Brooklyn and Los Angeles Dodgers pitching legend Don Newcombe has plenty to be proud of both on and off the field.
The biggest highlights of his baseball career came in 1956 when he won 27 games, including 18 complete games, on his way to being named the National League Cy Young Award winner and NL MVP, the first to win both awards in the same season.
Newcombe also missed two seasons in the middle of his prime in (1952 and 1953) to serve in the Korean War, another proud achievement for the 88 year old from Madison, New Jersey. When his career ended in 1960 as member of the Cleveland Indians, his passion for community service took on an even bigger role in the life of the player who, alongside fellow Dodgers Jackie Robinson and Roy Campanella, was a key figure after baseball broke the color barrier in 1947.

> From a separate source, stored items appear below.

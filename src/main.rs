//! Churnprep: Churn Dataset Preparation CLI
//!
//! A command-line tool that cleans a churn export, engineers the tenure-bin
//! feature, fits the preprocessing transform, and writes all three artifacts.

use std::time::Instant;

use anyhow::Result;
use clap::Parser;
use console::style;

use churnprep::cli::apply::run_apply;
use churnprep::cli::{Cli, Commands};
use churnprep::pipeline::{
    bin_tenure, estimated_memory_mb, load_dataset, run_cleaning, save_dataset, CleaningOptions,
    LabelPolicy, Preprocessor, TENURE_BIN_COLUMN,
};
use churnprep::report::PrepSummary;
use churnprep::utils::{
    create_spinner, finish_with_success, print_banner, print_completion, print_config,
    print_count, print_info, print_step_header, print_step_time, print_success,
};

fn main() -> Result<()> {
    let cli = Cli::parse();

    // Handle subcommands
    if let Some(command) = &cli.command {
        return match command {
            Commands::Apply {
                input,
                preprocessor,
                output,
                infer_schema_length,
            } => run_apply(
                input,
                preprocessor,
                output.as_deref(),
                *infer_schema_length,
            ),
        };
    }

    // Main prep pipeline - require input
    let input = cli.input.clone().ok_or_else(|| {
        anyhow::anyhow!("Input file is required. Use -i/--input to specify a file.")
    })?;

    let label_policy: LabelPolicy = cli
        .label_policy
        .parse()
        .map_err(|e: String| anyhow::anyhow!(e))?;

    // Output paths derived from the input when not provided
    let cleaned_path = cli.cleaned_path().unwrap();
    let engineered_path = cli.engineered_path().unwrap();
    let preprocessor_path = cli.preprocessor_path().unwrap();

    print_banner(env!("CARGO_PKG_VERSION"));
    print_config(
        &input,
        &cli.label_column,
        &cli.label_policy,
        &cli.tenure_column,
        cli.distinct_threshold,
        cli.iqr_multiplier,
    );

    // Step 1: Load dataset
    print_step_header(1, "Load Dataset");

    let step_start = Instant::now();
    let spinner = create_spinner("Loading dataset...");
    let df = load_dataset(&input, cli.infer_schema_length)?;
    finish_with_success(&spinner, "Dataset loaded");

    let (rows, cols) = df.shape();
    println!("\n    {} Dataset Statistics:", style("✧").cyan());
    println!("      Rows: {}", rows);
    println!("      Columns: {}", cols);
    println!("      Estimated memory: {:.2} MB", estimated_memory_mb(&df));

    let mut summary = PrepSummary::new(rows);
    summary.load_time = step_start.elapsed();
    print_step_time(summary.load_time);

    // Step 2: Cleaning pipeline
    print_step_header(2, "Cleaning Pipeline");

    let step_start = Instant::now();
    let options = CleaningOptions {
        schema: cli.schema(),
        label_policy,
        distinct_threshold: cli.distinct_threshold,
        iqr_multiplier: cli.iqr_multiplier,
    };

    let spinner = create_spinner("Running cleaning stages...");
    let (clean_df, report) = run_cleaning(df, &options)?;
    finish_with_success(&spinner, "Cleaning complete");

    print_count("duplicate row(s)", report.duplicates_removed, Some("removed"));
    print_count("missing value(s)", report.imputed.total_filled(), Some("imputed"));
    print_count("outlier value(s)", report.total_clipped(), Some("clipped to IQR fences"));
    match &report.label {
        Some(outcome) => {
            println!(
                "      Label: {} positive / {} negative",
                style(outcome.positives).yellow().bold(),
                style(outcome.negatives).yellow().bold()
            );
            if outcome.coerced > 0 {
                print_info(&format!(
                    "{} unrecognized label value(s) coerced to 0",
                    outcome.coerced
                ));
            }
            summary.label_coerced = outcome.coerced;
        }
        None => print_info(&format!(
            "Label column '{}' not present; stage skipped",
            options.schema.label
        )),
    }

    summary.duplicates_removed = report.duplicates_removed;
    summary.values_imputed = report.imputed.total_filled();
    summary.values_clipped = report.total_clipped();
    summary.rows_out = report.rows_out;
    summary.clean_time = step_start.elapsed();
    print_step_time(summary.clean_time);

    // Step 3: Feature engineering
    print_step_header(3, "Feature Engineering");

    let step_start = Instant::now();
    let mut engineered = clean_df.clone();
    let binning = bin_tenure(&mut engineered, &options.schema.tenure)?;
    print_success(&format!(
        "Added '{}' with {} bins",
        TENURE_BIN_COLUMN,
        binning.labels.len()
    ));
    println!("      Bins: {}", binning.labels.join(", "));
    if binning.out_of_range > 0 {
        print_info(&format!(
            "{} tenure value(s) outside the bin range mapped to 'Unknown'",
            binning.out_of_range
        ));
    }
    summary.engineer_time = step_start.elapsed();
    print_step_time(summary.engineer_time);

    // Step 4: Fit preprocessor
    print_step_header(4, "Fit Preprocessor");

    let step_start = Instant::now();
    // Fit on the declared columns present in the engineered table; the label
    // and identifier columns are not declared and are dropped by the transform
    let numeric = options.schema.numeric_present(&engineered);
    let categorical = options.schema.categorical_present(&engineered);
    let preprocessor = Preprocessor::fit(&engineered, &numeric, &categorical)?;
    print_success(&format!(
        "Fitted transform: {} numeric, {} categorical group(s), output width {}",
        preprocessor.numeric.len(),
        preprocessor.categorical.len(),
        preprocessor.output_width()
    ));
    summary.transform_width = preprocessor.output_width();
    summary.fit_time = step_start.elapsed();
    print_step_time(summary.fit_time);

    // Step 5: Save outputs
    print_step_header(5, "Save Results");

    let step_start = Instant::now();
    let spinner = create_spinner("Writing output files...");
    let mut clean_out = clean_df;
    save_dataset(&mut clean_out, &cleaned_path)?;
    let mut engineered_out = engineered;
    save_dataset(&mut engineered_out, &engineered_path)?;
    preprocessor.save(&preprocessor_path)?;
    finish_with_success(&spinner, "Outputs written");

    println!("      Cleaned:      {}", cleaned_path.display());
    println!("      Engineered:   {}", engineered_path.display());
    println!("      Preprocessor: {}", preprocessor_path.display());
    summary.save_time = step_start.elapsed();
    print_step_time(summary.save_time);

    // Display summary
    summary.display();

    print_completion();

    Ok(())
}
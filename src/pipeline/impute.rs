//! Missing-value imputation driven by the declared schema
//!
//! Runs after numeric coercion (so coerced nulls participate in the median)
//! and before winsorization (so quartiles see a complete column).

use anyhow::Result;
use polars::prelude::*;

use super::schema::{has_column, TableSchema};
use super::stats;

/// Sentinel category for missing non-numeric values
pub const UNKNOWN_CATEGORY: &str = "Unknown";

/// Per-column fill counts from an imputation pass
#[derive(Debug, Clone, Default)]
pub struct ImputeOutcome {
    /// (column, values filled with the column median)
    pub numeric_filled: Vec<(String, usize)>,
    /// (column, values filled with the "Unknown" sentinel)
    pub categorical_filled: Vec<(String, usize)>,
}

impl ImputeOutcome {
    /// Total number of values filled across all columns
    pub fn total_filled(&self) -> usize {
        self.numeric_filled.iter().map(|(_, n)| n).sum::<usize>()
            + self.categorical_filled.iter().map(|(_, n)| n).sum::<usize>()
    }
}

/// Fill missing values in place: declared numeric columns with the column
/// median (recomputed for this table), declared categorical columns with the
/// literal `"Unknown"`. Declared columns absent from the table are skipped.
pub fn impute_missing(df: &mut DataFrame, schema: &TableSchema) -> Result<ImputeOutcome> {
    let mut outcome = ImputeOutcome::default();

    for name in &schema.numeric_present(df) {
        let nulls = df.column(name)?.null_count();
        if nulls == 0 {
            continue;
        }

        let filled: Vec<f64> = {
            let col = df.column(name)?;
            let float = col.cast(&DataType::Float64)?;
            let ca = float.f64()?;
            let median = stats::median(&stats::non_null_values(ca)).ok_or_else(|| {
                anyhow::anyhow!(
                    "Cannot impute numeric column '{}': every value is missing",
                    name
                )
            })?;
            ca.iter().map(|v| v.unwrap_or(median)).collect()
        };

        df.with_column(Series::new(name.as_str().into(), filled))?;
        outcome.numeric_filled.push((name.clone(), nulls));
    }

    for name in &schema.categorical_present(df) {
        let nulls = df.column(name)?.null_count();
        if nulls == 0 {
            continue;
        }

        let filled: Vec<String> = {
            let col = df.column(name)?;
            let strings = col.cast(&DataType::String)?;
            strings
                .str()?
                .iter()
                .map(|v| v.unwrap_or(UNKNOWN_CATEGORY).to_string())
                .collect()
        };

        df.with_column(Series::new(name.as_str().into(), filled))?;
        outcome.categorical_filled.push((name.clone(), nulls));
    }

    Ok(outcome)
}
//! CLI module - argument parsing and subcommand runners

pub mod apply;
pub mod args;

pub use args::{Cli, Commands};
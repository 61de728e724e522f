//! Apply subcommand: run a persisted preprocessor over a dataset

use std::path::Path;

use anyhow::Result;
use console::style;

use crate::cli::args::derive_path;
use crate::pipeline::{load_dataset, save_dataset, Preprocessor};
use crate::utils::create_spinner;

/// Load a fitted preprocessor and a dataset, apply the transform, and write
/// the resulting design matrix (CSV or Parquet by extension).
pub fn run_apply(
    input: &Path,
    preprocessor_path: &Path,
    output: Option<&Path>,
    infer_schema_length: usize,
) -> Result<()> {
    let output_path = match output {
        Some(p) => p.to_path_buf(),
        None => derive_path(input, "_matrix", None),
    };

    println!(
        "\n {} Applying fitted preprocessor",
        style("◆").cyan().bold()
    );
    println!("   Input:        {}", style(input.display()).dim());
    println!(
        "   Preprocessor: {}",
        style(preprocessor_path.display()).dim()
    );
    println!("   Output:       {}", style(output_path.display()).dim());
    println!();

    let spinner = create_spinner("Loading preprocessor...");
    let preprocessor = Preprocessor::load(preprocessor_path)?;
    spinner.finish_with_message(format!(
        "{} Preprocessor loaded ({} numeric, {} categorical, width {})",
        style("✓").green(),
        preprocessor.numeric.len(),
        preprocessor.categorical.len(),
        preprocessor.output_width()
    ));

    let spinner = create_spinner("Loading dataset...");
    let df = load_dataset(input, infer_schema_length)?;
    spinner.finish_with_message(format!(
        "{} Dataset loaded ({} rows)",
        style("✓").green(),
        df.height()
    ));

    let spinner = create_spinner("Transforming...");
    let mut matrix = preprocessor.apply(&df)?;
    spinner.finish_with_message(format!(
        "{} Transformed to {} rows × {} columns",
        style("✓").green(),
        matrix.height(),
        matrix.width()
    ));

    save_dataset(&mut matrix, &output_path)?;

    println!();
    println!(
        " {} Design matrix written to {}",
        style("✓").green().bold(),
        output_path.display()
    );

    Ok(())
}
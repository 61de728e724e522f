//! Dataset loading and saving for CSV and Parquet files

use anyhow::{Context, Result};
use polars::prelude::*;
use std::path::Path;

/// Load a dataset into memory (CSV or Parquet based on extension).
///
/// `infer_schema_length` controls CSV type inference; 0 means a full scan.
pub fn load_dataset(path: &Path, infer_schema_length: usize) -> Result<DataFrame> {
    let extension = path
        .extension()
        .and_then(|e| e.to_str())
        .unwrap_or("")
        .to_lowercase();

    let schema_length = if infer_schema_length == 0 {
        None
    } else {
        Some(infer_schema_length)
    };

    let lf = match extension.as_str() {
        "csv" => LazyCsvReader::new(path)
            .with_infer_schema_length(schema_length)
            .finish()
            .with_context(|| format!("Failed to load CSV file: {}", path.display()))?,
        "parquet" => LazyFrame::scan_parquet(path, Default::default())
            .with_context(|| format!("Failed to load Parquet file: {}", path.display()))?,
        _ => anyhow::bail!(
            "Unsupported file format: {}. Supported formats: csv, parquet",
            extension
        ),
    };

    lf.collect()
        .with_context(|| format!("Failed to read dataset: {}", path.display()))
}

/// Save a dataset to file (CSV or Parquet based on extension)
pub fn save_dataset(df: &mut DataFrame, path: &Path) -> Result<()> {
    let extension = path
        .extension()
        .and_then(|e| e.to_str())
        .unwrap_or("")
        .to_lowercase();

    match extension.as_str() {
        "csv" => {
            let mut file = std::fs::File::create(path)
                .with_context(|| format!("Failed to create output file: {}", path.display()))?;
            CsvWriter::new(&mut file)
                .finish(df)
                .with_context(|| format!("Failed to write CSV file: {}", path.display()))?;
        }
        "parquet" => {
            let file = std::fs::File::create(path)
                .with_context(|| format!("Failed to create output file: {}", path.display()))?;
            ParquetWriter::new(file)
                .finish(df)
                .with_context(|| format!("Failed to write Parquet file: {}", path.display()))?;
        }
        _ => anyhow::bail!(
            "Unsupported output format: {}. Supported formats: csv, parquet",
            extension
        ),
    }

    Ok(())
}

/// Estimated in-memory size of a dataset, in megabytes
pub fn estimated_memory_mb(df: &DataFrame) -> f64 {
    df.estimated_size() as f64 / (1024.0 * 1024.0)
}
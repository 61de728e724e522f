//! Churnprep: Churn Dataset Preparation Library
//!
//! A library for preparing customer churn exports for model training:
//! column-name normalization, deduplication, numeric coercion, label
//! normalization, imputation, winsorization, tenure binning, and a
//! persistable standard-scaling + one-hot preprocessing transform.

pub mod cli;
pub mod pipeline;
pub mod report;
pub mod utils;
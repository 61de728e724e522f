//! Numeric coercion for text-typed charge columns
//!
//! Charge fields in churn exports frequently arrive as strings with blanks or
//! stray whitespace. Coercion runs before imputation so that values which
//! fail to parse participate in median computation as missing.

use anyhow::Result;
use polars::prelude::*;

use super::schema::has_column;

/// Parse each candidate column to `f64`. Values that fail to parse become
/// null rather than errors. Candidates absent from the dataset are skipped.
///
/// Returns the names of the columns that were coerced.
pub fn coerce_numeric_columns(df: &mut DataFrame, candidates: &[String]) -> Result<Vec<String>> {
    let mut coerced = Vec::new();

    for name in candidates {
        if !has_column(df, name) {
            continue;
        }

        let parsed: Vec<Option<f64>> = {
            let col = df.column(name)?;
            if col.dtype().is_primitive_numeric() {
                let float = col.cast(&DataType::Float64)?;
                float.f64()?.iter().collect()
            } else {
                let strings = col.cast(&DataType::String)?;
                strings
                    .str()?
                    .iter()
                    .map(|value| value.and_then(|s| s.trim().parse::<f64>().ok()))
                    .collect()
            }
        };

        df.with_column(Series::new(name.as_str().into(), parsed))?;
        coerced.push(name.clone());
    }

    Ok(coerced)
}
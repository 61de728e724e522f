//! Shared numeric helpers for column statistics

use polars::prelude::*;

/// Collect the non-null values of a float column into a plain vector
pub fn non_null_values(ca: &Float64Chunked) -> Vec<f64> {
    ca.iter().flatten().collect()
}

/// Quantile with linear interpolation between the two nearest ranks.
/// Returns `None` for an empty slice.
pub fn quantile(values: &[f64], q: f64) -> Option<f64> {
    if values.is_empty() {
        return None;
    }

    let mut sorted = values.to_vec();
    sorted.sort_by(|a, b| a.partial_cmp(b).unwrap_or(std::cmp::Ordering::Equal));

    let pos = q.clamp(0.0, 1.0) * (sorted.len() - 1) as f64;
    let lower = pos.floor() as usize;
    let upper = pos.ceil() as usize;

    if lower == upper {
        return Some(sorted[lower]);
    }

    let fraction = pos - lower as f64;
    Some(sorted[lower] + (sorted[upper] - sorted[lower]) * fraction)
}

/// Median via the interpolated quantile
pub fn median(values: &[f64]) -> Option<f64> {
    quantile(values, 0.5)
}

/// Arithmetic mean. Returns `None` for an empty slice.
pub fn mean(values: &[f64]) -> Option<f64> {
    if values.is_empty() {
        return None;
    }
    Some(values.iter().sum::<f64>() / values.len() as f64)
}

/// Population standard deviation (ddof = 0)
pub fn population_std(values: &[f64], mean: f64) -> f64 {
    if values.is_empty() {
        return 0.0;
    }
    let variance =
        values.iter().map(|v| (v - mean) * (v - mean)).sum::<f64>() / values.len() as f64;
    variance.sqrt()
}
//! Command-line argument definitions using clap

use clap::{Parser, Subcommand};
use std::path::PathBuf;

use crate::pipeline::TableSchema;

/// Churnprep - Clean churn datasets and fit a reusable preprocessing transform
#[derive(Parser, Debug)]
#[command(name = "churnprep")]
#[command(author, version, about, long_about = None)]
pub struct Cli {
    #[command(subcommand)]
    pub command: Option<Commands>,

    /// Input file path (CSV or Parquet)
    #[arg(short, long)]
    pub input: Option<PathBuf>,

    /// Binary label column name (normalized form). The label stage is
    /// skipped when the column is absent.
    #[arg(long, default_value = "churn")]
    pub label_column: String,

    /// Tenure column name (normalized form). Required in the dataset.
    #[arg(long, default_value = "tenure")]
    pub tenure_column: String,

    /// Policy for label values that are neither "yes" nor "no".
    /// Options: "strict" (fail loudly, default) or "coerce" (map to 0)
    #[arg(long, default_value = "strict")]
    pub label_policy: String,

    /// Numeric columns (comma-separated, normalized names).
    /// Defaults to the standard churn export schema.
    #[arg(long, value_delimiter = ',')]
    pub numeric_columns: Vec<String>,

    /// Categorical columns (comma-separated, normalized names).
    /// Defaults to the standard churn export schema.
    #[arg(long, value_delimiter = ',')]
    pub categorical_columns: Vec<String>,

    /// Column-name candidates coerced to numeric before imputation
    /// (comma-separated). Defaults to the total-charges naming variants.
    #[arg(long, value_delimiter = ',')]
    pub coerce_columns: Vec<String>,

    /// Minimum distinct-value count for a numeric column to be winsorized.
    /// Near-binary flag columns stay below this and are never clipped.
    #[arg(long, default_value = "10")]
    pub distinct_threshold: usize,

    /// IQR fence multiplier for winsorization
    #[arg(long, default_value = "1.5", allow_negative_numbers = true, value_parser = validate_iqr_multiplier)]
    pub iqr_multiplier: f64,

    /// Number of rows to use for schema inference (CSV only).
    /// Use 0 for a full table scan (slow for large files).
    #[arg(long, default_value = "10000")]
    pub infer_schema_length: usize,

    /// Cleaned table output path.
    /// Defaults to the input path with a '_clean' suffix.
    #[arg(long)]
    pub cleaned_output: Option<PathBuf>,

    /// Engineered table output path (cleaned table plus tenure_bin).
    /// Defaults to the input path with an '_engineered' suffix.
    #[arg(long)]
    pub engineered_output: Option<PathBuf>,

    /// Fitted preprocessor artifact path.
    /// Defaults to the input path with a '_preprocessor.json' suffix.
    #[arg(long)]
    pub preprocessor_output: Option<PathBuf>,
}

#[derive(Subcommand, Debug)]
pub enum Commands {
    /// Apply a persisted preprocessor to a dataset and write the design matrix
    Apply {
        /// Input file path (CSV or Parquet)
        input: PathBuf,

        /// Fitted preprocessor artifact (JSON)
        preprocessor: PathBuf,

        /// Output file path (optional, defaults to input with '_matrix' suffix)
        output: Option<PathBuf>,

        /// Number of rows to use for schema inference (CSV only)
        #[arg(long, default_value = "10000")]
        infer_schema_length: usize,
    },
}

impl Cli {
    /// Build the table schema from defaults and any CLI overrides
    pub fn schema(&self) -> TableSchema {
        let mut schema = TableSchema::default();
        if !self.numeric_columns.is_empty() {
            schema.numeric = self.numeric_columns.clone();
        }
        if !self.categorical_columns.is_empty() {
            schema.categorical = self.categorical_columns.clone();
        }
        if !self.coerce_columns.is_empty() {
            schema.coerce_candidates = self.coerce_columns.clone();
        }
        schema.label = self.label_column.clone();
        schema.tenure = self.tenure_column.clone();
        schema
    }

    /// Cleaned output path, derived from the input if not explicitly provided
    pub fn cleaned_path(&self) -> Option<PathBuf> {
        let input = self.input.as_ref()?;
        Some(
            self.cleaned_output
                .clone()
                .unwrap_or_else(|| derive_path(input, "_clean", None)),
        )
    }

    /// Engineered output path, derived from the input if not provided
    pub fn engineered_path(&self) -> Option<PathBuf> {
        let input = self.input.as_ref()?;
        Some(
            self.engineered_output
                .clone()
                .unwrap_or_else(|| derive_path(input, "_engineered", None)),
        )
    }

    /// Preprocessor artifact path, derived from the input if not provided
    pub fn preprocessor_path(&self) -> Option<PathBuf> {
        let input = self.input.as_ref()?;
        Some(
            self.preprocessor_output
                .clone()
                .unwrap_or_else(|| derive_path(input, "_preprocessor", Some("json"))),
        )
    }
}

/// Derive a sibling path with a stem suffix, optionally forcing an extension
pub fn derive_path(input: &std::path::Path, suffix: &str, extension: Option<&str>) -> PathBuf {
    let parent = input.parent().unwrap_or_else(|| std::path::Path::new("."));
    let stem = input
        .file_stem()
        .and_then(|s| s.to_str())
        .unwrap_or("output");
    let ext = extension.unwrap_or_else(|| {
        input
            .extension()
            .and_then(|e| e.to_str())
            .unwrap_or("csv")
    });
    parent.join(format!("{}{}.{}", stem, suffix, ext))
}

/// Validator for iqr_multiplier parameter
fn validate_iqr_multiplier(s: &str) -> Result<f64, String> {
    let value: f64 = s
        .parse()
        .map_err(|_| format!("'{}' is not a valid number", s))?;

    if value <= 0.0 {
        Err(format!("iqr_multiplier must be positive, got {}", value))
    } else {
        Ok(value)
    }
}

Newcombe began to help several players dealing with substance abuse after he retired, including former Dodgers right-hander Bob Welch. He spoke with Lyle Spencer of MLB.com and shared the satisfaction that comes from his selfless endeavor:
What I have done after my baseball career — being able to help people with their lives and getting their lives back on track so they become productive human beings again — that means more to me than all the things I did in baseball.”
Former Dodgers shortstop Maury Wills, who suffered from cocaine addiction for years, credited Newcombe with helping him turn his life around several years ago:
I’m standing here with the man who saved my life. He was a channel for God’s love for me, because he chased me all over Los Angeles trying to help me and I just couldn’t understand that. But he persevered — he wouldn’t give in. And my life is wonderful today because of Don Newcombe.”
Newcombe, who rejoined the Dodgers organization in the 1970s, was named special adviser to the chairman of the team in 2009. He makes appearances at Dodger Stadium regularly, and recently was honored by the team distributing a collectors’ pin with him in the windup.